++++ DATA FOR THIS TASK

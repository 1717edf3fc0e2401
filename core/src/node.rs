//! Read-only input model for the command tree being described.
//!
//! The tree is owned by the host tool (or built by an adapter from the host's
//! argument-parsing framework) and only read by the describe pipeline. A node
//! exposes the capability set the pipeline needs: name, descriptions,
//! version, a usage string, hidden state, declared flags, and children.
//!
//! # Examples
//!
//! ```
//! use tool_describe_core::{CommandNode, FlagKind, FlagSpec};
//!
//! let root = CommandNode::new("fileconv")
//!     .with_about("Convert files between formats")
//!     .with_version("1.2.0")
//!     .with_child(
//!         CommandNode::new("convert")
//!             .with_usage("convert <input> [output]")
//!             .with_flag(FlagSpec::new("format", FlagKind::Text).with_help("Output format")),
//!     );
//!
//! assert_eq!(root.children.len(), 1);
//! ```

/// Value kind a flag was declared with.
///
/// Width distinctions of the source declaration are already collapsed here:
/// any signed or unsigned integer maps to [`Integer`](FlagKind::Integer),
/// any float to [`Float`](FlagKind::Float), any slice/array kind to
/// [`List`](FlagKind::List). Everything else is [`Text`](FlagKind::Text).
#[derive(Debug, Clone, Copy, PartialEq, Eq, Default)]
pub enum FlagKind {
    /// Boolean switch taking no value.
    Bool,
    /// Integer value of any width, signed or unsigned.
    Integer,
    /// Floating-point value of any width.
    Float,
    /// Repeatable or list-valued flag.
    List,
    /// Anything else, treated as a string (the default).
    #[default]
    Text,
}

/// A single declared flag on a command node.
///
/// `default` is the textual form of the declared default value, exactly as
/// the host framework renders it (`"true"`, `"0"`, `"[]"`, …); the extractor
/// decides whether it is meaningful. `values` is the out-of-band enum
/// annotation attached via [`CommandNode::annotate_enum`].
///
/// # Examples
///
/// ```
/// use tool_describe_core::{FlagKind, FlagSpec};
///
/// let flag = FlagSpec::new("jobs", FlagKind::Integer)
///     .with_default("4")
///     .with_help("Parallel jobs");
/// assert_eq!(flag.default, "4");
/// assert!(!flag.required);
/// ```
#[derive(Debug, Clone, PartialEq, Default)]
pub struct FlagSpec {
    /// Flag name without dashes (e.g. "verbose").
    pub name: String,
    /// Declared value kind.
    pub kind: FlagKind,
    /// Textual default value as rendered by the host framework.
    pub default: String,
    /// Help text.
    pub help: String,
    /// Hidden flags never appear in describe output.
    pub hidden: bool,
    /// Required marker attached by the flag-parsing layer.
    pub required: bool,
    /// Out-of-band enum annotation; forces type `enum` when non-empty.
    pub values: Option<Vec<String>>,
}

impl FlagSpec {
    /// Creates a flag with the given name and value kind.
    pub fn new(name: &str, kind: FlagKind) -> Self {
        Self {
            name: name.to_string(),
            kind,
            ..Default::default()
        }
    }

    /// Sets the textual default value.
    pub fn with_default(mut self, default: &str) -> Self {
        self.default = default.to_string();
        self
    }

    /// Sets the help text.
    pub fn with_help(mut self, help: &str) -> Self {
        self.help = help.to_string();
        self
    }

    /// Marks the flag as hidden.
    pub fn hidden(mut self) -> Self {
        self.hidden = true;
        self
    }

    /// Marks the flag as required.
    pub fn required(mut self) -> Self {
        self.required = true;
        self
    }

    /// Attaches allowed values directly at declaration time.
    pub fn with_values(mut self, values: &[&str]) -> Self {
        self.values = Some(values.iter().map(|v| v.to_string()).collect());
        self
    }
}

/// One node in the externally-owned command tree.
///
/// A node with no visible children is a leaf and produces one descriptor in
/// the output; a node with visible children is a group and produces none of
/// its own.
#[derive(Debug, Clone, PartialEq, Default)]
pub struct CommandNode {
    /// Command name (single path segment).
    pub name: String,
    /// Short description.
    pub about: String,
    /// Long description, used when `about` is blank.
    pub long_about: String,
    /// Version string; only meaningful on the root node.
    pub version: String,
    /// Usage string in the `"name <required> [optional]"` convention.
    pub usage: String,
    /// Hidden nodes and their subtrees never appear in describe output.
    pub hidden: bool,
    /// Declared flags, in declaration order.
    pub flags: Vec<FlagSpec>,
    /// Child commands, in declaration order.
    pub children: Vec<CommandNode>,
}

impl CommandNode {
    /// Creates a node with the given name.
    ///
    /// # Examples
    ///
    /// ```
    /// use tool_describe_core::CommandNode;
    ///
    /// let node = CommandNode::new("migrate");
    /// assert_eq!(node.name, "migrate");
    /// assert!(node.children.is_empty());
    /// ```
    pub fn new(name: &str) -> Self {
        Self {
            name: name.to_string(),
            ..Default::default()
        }
    }

    /// Sets the short description.
    pub fn with_about(mut self, about: &str) -> Self {
        self.about = about.to_string();
        self
    }

    /// Sets the long description.
    pub fn with_long_about(mut self, long_about: &str) -> Self {
        self.long_about = long_about.to_string();
        self
    }

    /// Sets the version string.
    pub fn with_version(mut self, version: &str) -> Self {
        self.version = version.to_string();
        self
    }

    /// Sets the usage string.
    pub fn with_usage(mut self, usage: &str) -> Self {
        self.usage = usage.to_string();
        self
    }

    /// Marks the node as hidden.
    pub fn hidden(mut self) -> Self {
        self.hidden = true;
        self
    }

    /// Adds a declared flag.
    pub fn with_flag(mut self, flag: FlagSpec) -> Self {
        self.flags.push(flag);
        self
    }

    /// Adds a child command.
    pub fn with_child(mut self, child: CommandNode) -> Self {
        self.children.push(child);
        self
    }

    /// Finds a declared flag by name.
    pub fn find_flag(&self, name: &str) -> Option<&FlagSpec> {
        self.flags.iter().find(|f| f.name == name)
    }

    /// Attaches allowed enum values to a previously declared flag.
    ///
    /// Silently a no-op when no flag with that name exists. A non-empty
    /// value list forces the flag's described type to `enum`, overriding
    /// both the inferred type and any per-command type override.
    ///
    /// # Examples
    ///
    /// ```
    /// use tool_describe_core::{CommandNode, FlagKind, FlagSpec};
    ///
    /// let mut node = CommandNode::new("convert")
    ///     .with_flag(FlagSpec::new("format", FlagKind::Text));
    ///
    /// node.annotate_enum("format", &["json", "csv", "yaml"]);
    /// node.annotate_enum("no-such-flag", &["ignored"]);
    ///
    /// assert_eq!(node.find_flag("format").unwrap().values.as_deref().unwrap().len(), 3);
    /// ```
    pub fn annotate_enum(&mut self, flag_name: &str, values: &[&str]) {
        let Some(flag) = self.flags.iter_mut().find(|f| f.name == flag_name) else {
            tracing::debug!(flag = flag_name, "enum annotation on unknown flag ignored");
            return;
        };
        flag.values = Some(values.iter().map(|v| v.to_string()).collect());
    }
}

++++++++

Show the lines of the data that hold the word "appear".

    /// Hidden flags never appear in describe output.
    /// Hidden nodes and their subtrees never appear in describe output.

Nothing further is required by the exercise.